Return the run of lines below that opens with the line containing "let unit = self" and closes with the line containing "directory instead of", keeping each one exact.
--- --- ---
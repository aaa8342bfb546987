//! Build scopes: reify a directory into a node tree and deploy its
//! entry-point scripts.

use std::cell::RefCell;
use std::path::{Path, PathBuf};
use std::rc::Rc;

use tokio::task::JoinSet;
use tracing::{debug, info};

use crate::error::{Error, Result};
use crate::runtime::Runtime;
use crate::tree::{self, Node};
use crate::unit::ModuleUnit;

/// One build over a target directory. Scope ids come from the shared counter
/// and are never reused, including for scopes dropped without deploying.
pub struct BuildScope {
  scope: u64,
  target: PathBuf,
  runtime: Rc<Runtime>,
  units: RefCell<Vec<Rc<ModuleUnit>>>,
}

impl BuildScope {
  pub(crate) fn new(runtime: Rc<Runtime>, target: PathBuf) -> Result<Self> {
    if !target.is_dir() {
      return Err(Error::NotADirectory(target));
    }
    let scope = runtime.stores().next_scope();
    debug!(scope, target = %target.display(), "created build scope");
    Ok(Self {
      scope,
      target,
      runtime,
      units: RefCell::new(Vec::new()),
    })
  }

  pub fn id(&self) -> u64 {
    self.scope
  }

  pub fn target(&self) -> &Path {
    &self.target
  }

  pub fn runtime(&self) -> &Rc<Runtime> {
    &self.runtime
  }

  /// Build the node tree for the target directory, registering a unit for
  /// every script file. The new root is attached under `parent` when given.
  pub fn reify(&self, parent: Option<&Node>) -> Result<Node> {
    let root = tree::build_directory(self, &self.target)?;
    if let Some(parent) = parent {
      parent.add_child(&root);
    }
    info!(
      scope = self.scope,
      units = self.units.borrow().len(),
      "reified build scope"
    );
    Ok(root)
  }

  /// Units registered while reifying, in registration order.
  pub fn units(&self) -> Vec<Rc<ModuleUnit>> {
    self.units.borrow().clone()
  }

  /// The scope's entry-point units.
  pub fn entry_points(&self) -> Vec<Rc<ModuleUnit>> {
    self
      .units
      .borrow()
      .iter()
      .filter(|unit| unit.node().class().is_entry_point())
      .cloned()
      .collect()
  }

  pub(crate) fn track(&self, node: &Node, path: &Path) -> Result<Rc<ModuleUnit>> {
    let unit = self
      .runtime
      .register_script(self.scope, node, path, &self.target)?;
    self.units.borrow_mut().push(unit.clone());
    Ok(unit)
  }

  /// Run every entry-point script concurrently, all-or-nothing.
  ///
  /// Must be awaited from within a [`tokio::task::LocalSet`]; interpreter
  /// values are not `Send`. On the first failure the remaining executions
  /// are aborted, not awaited, and the failure is returned.
  pub async fn deploy(&self) -> Result<Vec<Node>> {
    let entries = self.entry_points();
    if entries.is_empty() {
      return Err(Error::NoEntryPoints {
        path: self.target.clone(),
      });
    }

    info!(
      scope = self.scope,
      count = entries.len(),
      "deploying entry-point scripts"
    );

    let mut jobs: JoinSet<Result<Node>> = JoinSet::new();
    for unit in entries {
      let runtime = self.runtime.clone();
      jobs.spawn_local(async move {
        unit.run_deferred(runtime.lua()).await?;
        Ok(unit.node().clone())
      });
    }

    let mut finished = Vec::new();
    while let Some(joined) = jobs.join_next().await {
      match joined {
        Ok(Ok(node)) => finished.push(node),
        Ok(Err(err)) => {
          jobs.abort_all();
          return Err(err);
        }
        Err(err) => {
          jobs.abort_all();
          return Err(Error::Deferred(err.to_string()));
        }
      }
    }

    info!(scope = self.scope, count = finished.len(), "deploy complete");
    Ok(finished)
  }
}
//! Directory-to-tree transformation.
//!
//! Files become nodes according to their extension; script files also get a
//! module unit registered against the build scope. A directory containing an
//! `init.*.lua` file is promoted to a script node named after the directory,
//! and `*.meta.json` files decorate their owning file or directory instead of
//! becoming nodes themselves.

use std::collections::BTreeMap;
use std::fs;
use std::path::{Path, PathBuf};

use mlua::prelude::*;
use serde::Deserialize;
use tracing::warn;

use crate::error::{Error, Result};
use crate::scope::BuildScope;
use crate::tree::{Node, NodeClass, Property};

/// File names consumed by the directory that contains them.
const RESERVED_NAMES: [&str; 4] = [
  "init.lua",
  "init.server.lua",
  "init.client.lua",
  "init.meta.json",
];

#[derive(Deserialize)]
struct Metadata {
  #[serde(rename = "className")]
  class_name: Option<String>,
  properties: Option<BTreeMap<String, Property>>,
}

/// One node of a `*.model.json` description. Children without a name fall
/// back to their class name.
#[derive(Deserialize)]
struct ModelNode {
  #[serde(rename = "className")]
  class_name: String,
  name: Option<String>,
  properties: Option<BTreeMap<String, Property>>,
  children: Option<Vec<ModelNode>>,
}

pub(crate) fn build_directory(scope: &BuildScope, dir: &Path) -> Result<Node> {
  let dir_name = node_name(dir);
  let meta_path = dir.join("init.meta.json");

  let node = if let Some((init_path, class)) = locate_init(dir) {
    let node = Node::new(&dir_name, class);
    scope.track(&node, &init_path)?;
    if meta_path.is_file() {
      apply_metadata(&node, &meta_path)?;
    }
    node
  } else if meta_path.is_file() {
    folder_from_metadata(&meta_path, &dir_name)?
  } else {
    Node::new(&dir_name, NodeClass::Folder)
  };

  let mut entries = fs::read_dir(dir)?.collect::<std::io::Result<Vec<_>>>()?;
  entries.sort_by_key(|entry| entry.file_name());

  for entry in entries {
    let path = entry.path();
    let file_name = entry.file_name().to_string_lossy().into_owned();
    if RESERVED_NAMES.contains(&file_name.as_str()) {
      continue;
    }
    if path.is_dir() {
      let child = build_directory(scope, &path)?;
      node.add_child(&child);
    } else if let Some(child) = build_file(scope, &path)? {
      node.add_child(&child);
    }
  }

  Ok(node)
}

fn build_file(scope: &BuildScope, path: &Path) -> Result<Option<Node>> {
  let file_name = match path.file_name().and_then(|name| name.to_str()) {
    Some(name) => name.to_string(),
    None => return Ok(None),
  };

  if let Some((class, stem)) = script_class(&file_name) {
    let node = Node::new(stem, class);
    scope.track(&node, path)?;
    let meta_path = path.with_file_name(format!("{stem}.meta.json"));
    if meta_path.is_file() {
      apply_metadata(&node, &meta_path)?;
    }
    return Ok(Some(node));
  }

  if file_name.ends_with(".meta.json") {
    // Applied by the owning script or directory, never a node of its own.
    return Ok(None);
  }

  if let Some(stem) = file_name.strip_suffix(".model.json") {
    return Ok(Some(model_node(path, stem)?));
  }

  if file_name.ends_with(".project.json") {
    warn!(path = %path.display(), "project files are not supported; skipping");
    return Ok(None);
  }

  if let Some(stem) = file_name.strip_suffix(".json") {
    let node = Node::new(stem, NodeClass::ModuleScript);
    let unit = scope.track(&node, path)?;
    let source = path.to_path_buf();
    unit.set_executor(move |lua| {
      let text = fs::read_to_string(&source).map_err(LuaError::external)?;
      let value: serde_json::Value = serde_json::from_str(&text).map_err(LuaError::external)?;
      lua.to_value(&value)
    })?;
    return Ok(Some(node));
  }

  if let Some(stem) = file_name.strip_suffix(".txt") {
    let node = Node::new(stem, NodeClass::StringValue);
    node.set_property("Value", Property::String(fs::read_to_string(path)?));
    return Ok(Some(node));
  }

  if let Some(stem) = file_name.strip_suffix(".csv") {
    let node = Node::new(stem, NodeClass::LocalizationTable);
    node.set_property("Contents", Property::String(fs::read_to_string(path)?));
    return Ok(Some(node));
  }

  warn!(path = %path.display(), "skipping file with unrecognized extension");
  Ok(None)
}

/// Map a script file name to its node class and trimmed name. Multi-dot
/// stems keep their extended name (`foo.spec.lua` becomes `foo.spec`).
fn script_class(file_name: &str) -> Option<(NodeClass, &str)> {
  if let Some(stem) = file_name.strip_suffix(".server.lua") {
    Some((NodeClass::ServerScript, stem))
  } else if let Some(stem) = file_name.strip_suffix(".client.lua") {
    Some((NodeClass::ClientScript, stem))
  } else if let Some(stem) = file_name.strip_suffix(".lua") {
    Some((NodeClass::ModuleScript, stem))
  } else {
    None
  }
}

fn locate_init(dir: &Path) -> Option<(PathBuf, NodeClass)> {
  [
    ("init.lua", NodeClass::ModuleScript),
    ("init.server.lua", NodeClass::ServerScript),
    ("init.client.lua", NodeClass::ClientScript),
  ]
  .into_iter()
  .map(|(name, class)| (dir.join(name), class))
  .find(|(path, _)| path.is_file())
}

/// Apply a metadata file to an existing node. The node's class is already
/// fixed by its source file, so a `className` here is fatal.
fn apply_metadata(node: &Node, path: &Path) -> Result<()> {
  let metadata = read_metadata(path)?;
  if metadata.class_name.is_some() {
    return Err(Error::ClassOverride {
      path: path.to_path_buf(),
    });
  }
  apply_properties(node, metadata.properties);
  Ok(())
}

/// Build a directory node from `init.meta.json` alone. Only here may the
/// metadata choose the class, since the directory would otherwise be a
/// plain Folder.
fn folder_from_metadata(path: &Path, name: &str) -> Result<Node> {
  let metadata = read_metadata(path)?;
  let class = metadata
    .class_name
    .as_deref()
    .map(NodeClass::from_name)
    .unwrap_or(NodeClass::Folder);
  let node = Node::new(name, class);
  apply_properties(&node, metadata.properties);
  Ok(node)
}

fn apply_properties(node: &Node, properties: Option<BTreeMap<String, Property>>) {
  if let Some(properties) = properties {
    for (name, value) in properties {
      node.set_property(name, value);
    }
  }
}

fn read_metadata(path: &Path) -> Result<Metadata> {
  let text = fs::read_to_string(path)?;
  serde_json::from_str(&text).map_err(|err| Error::Metadata {
    path: path.to_path_buf(),
    message: err.to_string(),
  })
}

fn model_node(path: &Path, name: &str) -> Result<Node> {
  let text = fs::read_to_string(path)?;
  let model: ModelNode = serde_json::from_str(&text).map_err(|err| Error::Metadata {
    path: path.to_path_buf(),
    message: err.to_string(),
  })?;
  Ok(instantiate_model(&model, name))
}

fn instantiate_model(model: &ModelNode, fallback_name: &str) -> Node {
  let name = model.name.as_deref().unwrap_or(fallback_name);
  let node = Node::new(name, NodeClass::from_name(&model.class_name));
  if let Some(properties) = &model.properties {
    for (key, value) in properties {
      node.set_property(key.clone(), value.clone());
    }
  }
  if let Some(children) = &model.children {
    for child in children {
      let built = instantiate_model(child, &child.class_name);
      node.add_child(&built);
    }
  }
  node
}

fn node_name(path: &Path) -> String {
  path
    .file_name()
    .map(|name| name.to_string_lossy().into_owned())
    .unwrap_or_else(|| path.display().to_string())
}
use assert_cmd::Command;
use predicates::prelude::*;

#[test]
fn run_reports_missing_directory() {
  let mut cmd = Command::cargo_bin("lattice").unwrap();
  cmd.args(["run", "does-not-exist"]);
  cmd
    .assert()
    .failure()
    .stderr(predicate::str::contains("not a project directory"));
}

#[test]
fn run_executes_entry_points() {
  let dir = tempfile::tempdir().unwrap();
  std::fs::write(
    dir.path().join("main.client.lua"),
    "print('hello from entry')\n",
  )
  .unwrap();

  let mut cmd = Command::cargo_bin("lattice").unwrap();
  cmd.arg("run").arg(dir.path());
  cmd
    .assert()
    .success()
    .stdout(predicate::str::contains("hello from entry"))
    .stderr(predicate::str::contains("1 script(s) finished"));
}

#[test]
fn tree_prints_the_reified_tree() {
  let dir = tempfile::tempdir().unwrap();
  std::fs::write(dir.path().join("util.lua"), "return {}\n").unwrap();

  let mut cmd = Command::cargo_bin("lattice").unwrap();
  cmd.arg("tree").arg(dir.path());
  cmd
    .assert()
    .success()
    .stdout(predicate::str::contains("util").and(predicate::str::contains("ModuleScript")));
}

#[test]
fn fetch_rejects_bad_slugs() {
  let mut cmd = Command::cargo_bin("lattice").unwrap();
  cmd.args(["fetch", "nonsense"]);
  cmd
    .assert()
    .failure()
    .stderr(predicate::str::contains("owner/repo"));
}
--- --- ---
**Solution to the problem:**
    let unit = self
      .runtime
      .register_script(self.scope, node, path, &self.target)?;
    self.units.borrow_mut().push(unit.clone());
    Ok(unit)
  }

  /// Run every entry-point script concurrently, all-or-nothing.
  ///
  /// Must be awaited from within a [`tokio::task::LocalSet`]; interpreter
  /// values are not `Send`. On the first failure the remaining executions
  /// are aborted, not awaited, and the failure is returned.
  pub async fn deploy(&self) -> Result<Vec<Node>> {
    let entries = self.entry_points();
    if entries.is_empty() {
      return Err(Error::NoEntryPoints {
        path: self.target.clone(),
      });
    }

    info!(
      scope = self.scope,
      count = entries.len(),
      "deploying entry-point scripts"
    );

    let mut jobs: JoinSet<Result<Node>> = JoinSet::new();
    for unit in entries {
      let runtime = self.runtime.clone();
      jobs.spawn_local(async move {
        unit.run_deferred(runtime.lua()).await?;
        Ok(unit.node().clone())
      });
    }

    let mut finished = Vec::new();
    while let Some(joined) = jobs.join_next().await {
      match joined {
        Ok(Ok(node)) => finished.push(node),
        Ok(Err(err)) => {
          jobs.abort_all();
          return Err(err);
        }
        Err(err) => {
          jobs.abort_all();
          return Err(Error::Deferred(err.to_string()));
        }
      }
    }

    info!(scope = self.scope, count = finished.len(), "deploy complete");
    Ok(finished)
  }
}
//! Directory-to-tree transformation.
//!
//! Files become nodes according to their extension; script files also get a
//! module unit registered against the build scope. A directory containing an
//! `init.*.lua` file is promoted to a script node named after the directory,
//! and `*.meta.json` files decorate their owning file or directory instead of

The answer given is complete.